Mężczyźni z reguły starają się pozbierać wewnętrznie – po cichu i po kryjomu. Częściej wychodzą na treningi i oddają się graniu na konsoli, częściej milczą i odcinają się myślami od świata zewnętrznego. Jeśli nawet spotkasz biedaka w barze czy klubie, przynajmniej nie ukrywa, że stan nietrzeźwości, w jaki się dramatycznie wprawił, jest „po to, by zapomnieć”.
Za to kobiety są mistrzyniami w odwracaniu kota ogonem – podejmują mnóstwo niechcianych dotąd decyzji, jednocześnie twierdząc, że nic im nie jest i że tamten pan – to była pomyłka i w sumie dobrze się stało. Niezwykła potrzeba uzewnętrzniania się sprawia, że każde ich działanie wyróżnia się jaskrawo na tle dotychczasowych. Bez względu na to, kto podjął decyzję o rozstaniu, kobieta stwierdza, że to ona zamknęła za sobą pewien rozdział i nic już nie może być takie samo. Nie może – bo ona już tak nie chce i basta!
W tym celu postanawia z przeprowadzić w swoim życiu szereg drastycznych zmian…
#1: WIELKIE PORZĄDKI
Bez względu na porę roku – czas rozpocząć wiosenne porządki.
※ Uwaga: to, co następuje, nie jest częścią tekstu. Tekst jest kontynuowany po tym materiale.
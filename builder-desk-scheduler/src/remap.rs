use chrono::Duration;

use crate::instant::Instant;
use crate::slots::{position_of, Slot};

/// Something pinned to a slot by its start.
pub trait SlotBound: Sized {
    fn slot_start(&self) -> Instant;

    #[must_use]
    fn rebind(self, slot: &Slot) -> Self;
}

#[derive(Debug)]
pub struct Remap<T> {
    pub kept: Vec<T>,
    /// Items whose old slot could not be found or whose position is past the
    /// end of the new grid.
    pub dropped: Vec<T>,
}

/// Moves every item from slot `i` of `old` to slot `i` of `new`.
///
/// Labels and durations are ignored: the third slot stays the third slot even
/// if it changed from a desk slot into cleanup.
pub fn remap_positional<T, I>(old: &[Slot], new: &[Slot], items: I, tolerance: Duration) -> Remap<T>
where
    T: SlotBound,
    I: IntoIterator<Item = T>,
{
    let mut remap = Remap {
        kept: Vec::new(),
        dropped: Vec::new(),
    };
    for item in items {
        match position_of(old, item.slot_start(), tolerance).and_then(|index| new.get(index)) {
            Some(slot) => remap.kept.push(item.rebind(slot)),
            None => remap.dropped.push(item),
        }
    }
    remap
}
Na początek należy wyciągnąć wszystkie rzeczy z szuflad i szafeczek, a ubrania ułożyć w stosik na kanapie – i dogłębnie przejrzeć. Trzeba pozbyć się nadmiaru wypisanych długopisów, pogryzionych ołówków i starych papierów. Wypadałoby też kupić sobie kilka nowych ubrań i powyrzucać większość starych. A gdy przypadkiem natrafi się na prezent od zimnego drania – należy się go pozbyć. Dla kobiet o stalowych nerwach doskonałym rozwiązaniem jest zebranie wszystkich pamiątek, wsadzenie ich do reklamówki i zwrócenie Draniowi, ale wyrzucenie ich na śmietnik wywołuje podobne uczucie ulgi. Można wybierać.
#2: WIZYTA U FRYZJERA
Każdy przełom w swoim życiu należy rozpocząc od zmian w swoim wyglądzie, ponieważ zmiany zewnętrzne najłatwiej dostrzec, a nam zależy na efekcie. Rozsądniejsze kobiety robią to schludnie – przycinają końcówki, stopniują włosy, delikatnie zmieniają kolor. Te najbardziej zdesperowane nie boją się niczego – farbują włosy na wściekłą czerwień albo obcinają się na krótko, by podkreślić, że od dziś należą do wąskiego grona kobiet wyzwolonych. W efekcie spotkany przypadkiem Drań jest w bezkresnym szoku – pozytywnym lub negatywnym.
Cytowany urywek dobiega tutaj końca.